Submitted Dec. 9, 1993. *Decided Dec. 17, 1993

Richard Mark Baker, Cantrell, Green, Pekich, Cruz & McCort, Long Beach, CA, for petitioner.

Laura J. Stomski, U.S. Dept. of Labor, Washington, DC, for respondent Director, Office of Workers' Compensation Programs.

William J. Lewis and William J. Landsiedel, Cerritos, CA, for respondents San Pedro Tomco and State Compensation Ins. Fund.

Petition for Review of an Order of the Benefits Review Board.

Before: FLETCHER, PREGERSON, and RYMER, Circuit Judges.


Petitioner Benny Felt seeks review of an order of the Benefits Review Board issued on April 23, 1992. The Board affirmed the Administrative Law Judge's denial of Felt's claim for compensation under the Longshore and Harbor Workers' Compensation Act, 33 U.S.C. §§ 901-950. We do not reach the merits of Felt's petition, as we lack jurisdiction to review it.

A petition to review a final determination of the Board must be filed in this court within sixty days. 33 U.S.C. § 921(c). The sixty-day filing period expired on June 22, 1992, the day that Felt placed his petition in the mail. The Clerk filed Felt's petition on June 29, 1992, sixty-seven days after the Board issued its decision. We therefore ordered Felt to show cause why his petition should not be dismissed as untimely.

In his response to our Order to Show Cause, Felt maintains that he filed his petition on June 22, but admits that he did not receive a return receipt from the Clerk's office until June 26.1  Felt errs in equating mailing with filing: While the Federal Rules of Appellate Procedure permit the filing of papers by mail, the papers will not be regarded as filed until they are received by the Clerk. Fed. R. App. P. 25(a). Felt's petition is therefore untimely.

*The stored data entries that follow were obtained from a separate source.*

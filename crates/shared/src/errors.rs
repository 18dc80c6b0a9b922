//! Error envelope types and the telemetry error taxonomy.
//!
//! Every fallible operation in the workspace returns an [`ErrorEnvelope`].
//! The `code` carries the stable identity of the failure (`namespace:code`);
//! `kind` and `class` describe where it came from and whether a retry can help.

use serde::{Deserialize, Serialize};
use std::collections::BTreeMap;
use std::{fmt, io};

/// Metadata attached to errors for diagnostics.
pub type ErrorMetadata = BTreeMap<String, String>;

/// High-level classification of error origin.
#[derive(Debug, Clone, Copy, PartialEq, Eq, Serialize, Deserialize)]
pub enum ErrorKind {
    /// Expected failures (validation, caller misuse, lifecycle ordering).
    Expected,
    /// Invariant violations inside the telemetry core.
    Invariant,
    /// Unexpected failures (I/O, metering backend).
    Unexpected,
}

impl fmt::Display for ErrorKind {
    fn fmt(&self, formatter: &mut fmt::Formatter<'_>) -> fmt::Result {
        formatter.write_str(match self {
            Self::Expected => "expected",
            Self::Invariant => "invariant",
            Self::Unexpected => "unexpected",
        })
    }
}

/// Retry classification for failure handling.
#[derive(Debug, Clone, Copy, PartialEq, Eq, Serialize, Deserialize)]
pub enum ErrorClass {
    /// The operation can be retried safely.
    Retriable,
    /// The operation should not be retried.
    NonRetriable,
}

impl ErrorClass {
    /// Returns true when the error is considered retriable.
    #[must_use]
    pub const fn is_retriable(self) -> bool {
        matches!(self, Self::Retriable)
    }
}

impl fmt::Display for ErrorClass {
    fn fmt(&self, formatter: &mut fmt::Formatter<'_>) -> fmt::Result {
        formatter.write_str(match self {
            Self::Retriable => "retriable",
            Self::NonRetriable => "non-retriable",
        })
    }
}

/// Stable error code with namespace and identifier.
#[derive(Debug, Clone, PartialEq, Eq, Hash, Serialize, Deserialize)]
pub struct ErrorCode {
    namespace: String,
    code: String,
}

impl ErrorCode {
    /// Create a new error code with a namespace and code.
    pub fn new(namespace: impl Into<String>, code: impl Into<String>) -> Self {
        Self {
            namespace: namespace.into(),
            code: code.into(),
        }
    }

    /// Invalid argument supplied by the caller.
    pub fn invalid_input() -> Self {
        Self::new("core", "invalid_input")
    }

    /// Not found code.
    pub fn not_found() -> Self {
        Self::new("core", "not_found")
    }

    /// Permission denied code.
    pub fn permission_denied() -> Self {
        Self::new("core", "permission_denied")
    }

    /// I/O error code.
    pub fn io() -> Self {
        Self::new("core", "io")
    }

    /// Internal failure code.
    pub fn internal() -> Self {
        Self::new("core", "internal")
    }

    /// No provider / exporter is installed.
    pub fn not_initialized() -> Self {
        Self::new("telemetry", "not_initialized")
    }

    /// The exporter slot (or remote setup) was already used.
    pub fn already_initialized() -> Self {
        Self::new("telemetry", "already_initialized")
    }

    /// The metering backend refused to build an instrument.
    pub fn instrument_creation() -> Self {
        Self::new("telemetry", "instrument_creation")
    }

    /// A snapshot collector failed.
    pub fn collector_failed() -> Self {
        Self::new("telemetry", "collector_failed")
    }

    /// A host counter source was malformed.
    pub fn parse() -> Self {
        Self::new("telemetry", "parse")
    }

    /// Returns the namespace portion.
    #[must_use]
    pub fn namespace(&self) -> &str {
        &self.namespace
    }

    /// Returns the code identifier.
    #[must_use]
    pub fn code(&self) -> &str {
        &self.code
    }

    /// Returns true when the code belongs to the I/O family produced by
    /// [`ErrorEnvelope::from`] on an `io::Error`.
    #[must_use]
    pub fn is_io_family(&self) -> bool {
        self.namespace == "core"
            && matches!(
                self.code.as_str(),
                "io" | "not_found" | "permission_denied" | "timeout"
            )
    }
}

impl fmt::Display for ErrorCode {
    fn fmt(&self, formatter: &mut fmt::Formatter<'_>) -> fmt::Result {
        write!(formatter, "{}:{}", self.namespace, self.code)
    }
}

/// Structured error envelope shared across crates.
#[derive(Debug, Clone, PartialEq, Eq, Serialize, Deserialize)]
pub struct ErrorEnvelope {
    /// Error kind describing the origin category.
    pub kind: ErrorKind,
    /// Retry classification.
    pub class: ErrorClass,
    /// Stable error code.
    pub code: ErrorCode,
    /// Human-readable error message.
    pub message: String,
    /// Additional diagnostic metadata.
    #[serde(default, skip_serializing_if = "BTreeMap::is_empty")]
    pub metadata: ErrorMetadata,
}

impl ErrorEnvelope {
    fn build(kind: ErrorKind, class: ErrorClass, code: ErrorCode, message: String) -> Self {
        Self {
            kind,
            class,
            code,
            message,
            metadata: BTreeMap::new(),
        }
    }

    /// Create an expected error with non-retriable classification.
    pub fn expected(code: ErrorCode, message: impl Into<String>) -> Self {
        Self::build(
            ErrorKind::Expected,
            ErrorClass::NonRetriable,
            code,
            message.into(),
        )
    }

    /// Create an invariant error (always non-retriable).
    pub fn invariant(code: ErrorCode, message: impl Into<String>) -> Self {
        Self::build(
            ErrorKind::Invariant,
            ErrorClass::NonRetriable,
            code,
            message.into(),
        )
    }

    /// Create an unexpected error with the provided retry classification.
    pub fn unexpected(code: ErrorCode, message: impl Into<String>, class: ErrorClass) -> Self {
        Self::build(ErrorKind::Unexpected, class, code, message.into())
    }

    /// Caller passed a bad name, delta, stage, or collector.
    pub fn invalid_argument(message: impl Into<String>) -> Self {
        Self::expected(ErrorCode::invalid_input(), message)
    }

    /// Operation requires an installed provider or exporter.
    pub fn not_initialized(message: impl Into<String>) -> Self {
        Self::expected(ErrorCode::not_initialized(), message)
    }

    /// Exporter slot or remote setup gate already used.
    pub fn already_initialized(message: impl Into<String>) -> Self {
        Self::expected(ErrorCode::already_initialized(), message)
    }

    /// Backend rejected an instrument.
    pub fn instrument_creation(name: &str, message: impl Into<String>) -> Self {
        Self::unexpected(
            ErrorCode::instrument_creation(),
            message,
            ErrorClass::NonRetriable,
        )
        .with_metadata("instrument", name)
    }

    /// Host counter source was malformed.
    pub fn parse(message: impl Into<String>) -> Self {
        Self::unexpected(ErrorCode::parse(), message, ErrorClass::NonRetriable)
    }

    /// Wrap a collector failure with the collector's name and the cause code.
    #[must_use]
    pub fn collector_failed(collector: &str, cause: Self) -> Self {
        let mut wrapped = Self::build(
            ErrorKind::Unexpected,
            cause.class,
            ErrorCode::collector_failed(),
            format!("collect {collector} metrics: {}", cause.message),
        );
        wrapped.metadata = cause.metadata;
        wrapped
            .with_metadata("collector", collector)
            .with_metadata("causeCode", cause.code.to_string())
    }

    /// Returns true when the envelope carries `code`.
    #[must_use]
    pub fn has_code(&self, code: &ErrorCode) -> bool {
        &self.code == code
    }

    /// Attach a single metadata entry.
    #[must_use]
    pub fn with_metadata(mut self, key: impl Into<String>, value: impl Into<String>) -> Self {
        self.metadata.insert(key.into(), value.into());
        self
    }
}

impl fmt::Display for ErrorEnvelope {
    fn fmt(&self, formatter: &mut fmt::Formatter<'_>) -> fmt::Result {
        write!(
            formatter,
            "{} {} {}: {}",
            self.kind, self.class, self.code, self.message
        )
    }
}

impl std::error::Error for ErrorEnvelope {}

impl From<io::Error> for ErrorEnvelope {
    fn from(error: io::Error) -> Self {
        normalize_unexpected_error(UnexpectedError::error(error))
    }
}

/// Normalize unexpected errors into a structured envelope.
pub fn normalize_unexpected_error(error: UnexpectedError) -> ErrorEnvelope {
    match error {
        UnexpectedError::Message(message) => {
            ErrorEnvelope::unexpected(ErrorCode::internal(), message, ErrorClass::NonRetriable)
        },
        UnexpectedError::Error(error) => {
            let (code, class) = classify_error(&*error);
            ErrorEnvelope::unexpected(code, error.to_string(), class)
        },
    }
}

/// Normalized wrapper for unexpected errors and messages.
#[derive(Debug)]
pub enum UnexpectedError {
    /// Unexpected error message.
    Message(String),
    /// Unexpected error payload.
    Error(Box<dyn std::error::Error + Send + Sync>),
}

impl UnexpectedError {
    /// Wrap an unexpected message.
    pub fn message(message: impl Into<String>) -> Self {
        Self::Message(message.into())
    }

    /// Wrap an unexpected error value.
    pub fn error<E>(error: E) -> Self
    where
        E: std::error::Error + Send + Sync + 'static,
    {
        Self::Error(Box::new(error))
    }
}

fn classify_error(error: &(dyn std::error::Error + 'static)) -> (ErrorCode, ErrorClass) {
    let mut current: Option<&(dyn std::error::Error + 'static)> = Some(error);
    while let Some(candidate) = current {
        if let Some(io_error) = candidate.downcast_ref::<io::Error>() {
            let kind = io_error.kind();
            let class = if is_retriable_io(kind) {
                ErrorClass::Retriable
            } else {
                ErrorClass::NonRetriable
            };
            return (error_code_from_io_kind(kind), class);
        }
        current = candidate.source();
    }

    (ErrorCode::internal(), ErrorClass::NonRetriable)
}

fn error_code_from_io_kind(kind: io::ErrorKind) -> ErrorCode {
    match kind {
        io::ErrorKind::NotFound => ErrorCode::not_found(),
        io::ErrorKind::PermissionDenied => ErrorCode::permission_denied(),
        io::ErrorKind::TimedOut => ErrorCode::new("core", "timeout"),
        _ => ErrorCode::io(),
    }
}

const fn is_retriable_io(kind: io::ErrorKind) -> bool {
    matches!(
        kind,
        io::ErrorKind::WouldBlock | io::ErrorKind::TimedOut | io::ErrorKind::Interrupted
    )
}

Although this appears to be an issue of first impression in this circuit, all of the other circuits that have confronted this problem have reached the same conclusion: The sixty-day filing period is a jurisdictional requirement. Unless the petition is actually received by the court of appeals within this period, the court lacks subject-matter jurisdiction. See, e.g., Shendock v. Director, OWCP, 893 F.2d 1458, 1462-64 (3d Cir.) (en banc), cert. denied, 498 U.S. 826, 111 S. Ct. 81, 112 L. Ed. 2d 53 (1990); Adkins v. Director, OWCP, 889 F.2d 1360, 1361-63 (4th Cir. 1989); Brown v. Director, OWCP, 864 F.2d 120, 121 (11th Cir. 1989) (petition was mailed one week before expiration of sixty-day period, but was not received by court until sixty-one days after Board's order); Mussatto v. Director, OWCP, 855 F.2d 513, 514 (8th Cir. 1988) (per curiam) (petition was received by Board on sixtieth day and forwarded to court, but was not received by court until sixty-ninth day); Bolling v. Director, OWCP, 823 F.2d 165 (6th Cir. 1987) (per curiam).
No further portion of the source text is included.